All records must be restated word for word.

== MATERIAL FOR THIS EXERCISE

//! Portfolio QP benchmark
//!
//! Generates a seeded factor-model portfolio instance, formulates it in the
//! sparse encoding and solves the identical cached tuple with every
//! registered backend, printing objective values and timings.

use folioqp::solver::AdmmSettings;
use folioqp::{Backend, BackendConfig, PortfolioProblem, Reformulation};

fn main() -> folioqp::Result<()> {
    tracing_subscriber::fmt()
        .with_env_filter(tracing_subscriber::EnvFilter::from_default_env())
        .init();

    let k = 20;
    let n = 10 * k;

    let config = BackendConfig {
        admm: AdmmSettings {
            eps_abs: 1e-5,
            eps_rel: 1e-5,
            alpha: 1.6,
            scaling: true,
            scale_steps: 20,
            polish: false,
            ..AdmmSettings::default()
        },
        ..BackendConfig::default()
    };

    let problem = PortfolioProblem::random(k, n, 0.3, Reformulation::Sparse, 1, config)?;
    println!(
        "portfolio QP: k = {}, n = {}, {} variables, {} constraints\n",
        k,
        n,
        problem.tuple().num_vars(),
        problem.tuple().num_constraints()
    );

    let reports: Vec<_> = Backend::all()
        .into_iter()
        .map(|backend| (backend, problem.solve(backend)))
        .collect();

    for (backend, report) in &reports {
        match report.objective {
            Some(obj) => println!("{:<11} objective value: {:.3}", backend.to_string(), obj),
            None => println!("{:<11} failed: {:?}", backend.to_string(), report.status),
        }
    }
    println!();
    for (backend, report) in &reports {
        println!(
            "{:<11} solve time: {:.3}s ({} iterations)",
            backend.to_string(),
            report.solve_time,
            report.iterations
        );
    }

    Ok(())
}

====

> **ANSWER TO THIS TASK**:
//! Portfolio QP benchmark
//!
//! Generates a seeded factor-model portfolio instance, formulates it in the
//! sparse encoding and solves the identical cached tuple with every
//! registered backend, printing objective values and timings.

use folioqp::solver::AdmmSettings;
use folioqp::{Backend, BackendConfig, PortfolioProblem, Reformulation};

fn main() -> folioqp::Result<()> {
    tracing_subscriber::fmt()
        .with_env_filter(tracing_subscriber::EnvFilter::from_default_env())
        .init();

    let k = 20;
    let n = 10 * k;

    let config = BackendConfig {
        admm: AdmmSettings {
            eps_abs: 1e-5,
            eps_rel: 1e-5,
            alpha: 1.6,
            scaling: true,
            scale_steps: 20,
            polish: false,
            ..AdmmSettings::default()
        },
        ..BackendConfig::default()
    };

    let problem = PortfolioProblem::random(k, n, 0.3, Reformulation::Sparse, 1, config)?;
    println!(
        "portfolio QP: k = {}, n = {}, {} variables, {} constraints\n",
        k,
        n,
        problem.tuple().num_vars(),
        problem.tuple().num_constraints()
    );

    let reports: Vec<_> = Backend::all()
        .into_iter()
        .map(|backend| (backend, problem.solve(backend)))
        .collect();

    for (backend, report) in &reports {
        match report.objective {
            Some(obj) => println!("{:<11} objective value: {:.3}", backend.to_string(), obj),
            None => println!("{:<11} failed: {:?}", backend.to_string(), report.status),
        }
    }
    println!();
    for (backend, report) in &reports {
        println!(
            "{:<11} solve time: {:.3}s ({} iterations)",
            backend.to_string(),
            report.solve_time,
            report.iterations
        );
    }

    Ok(())
}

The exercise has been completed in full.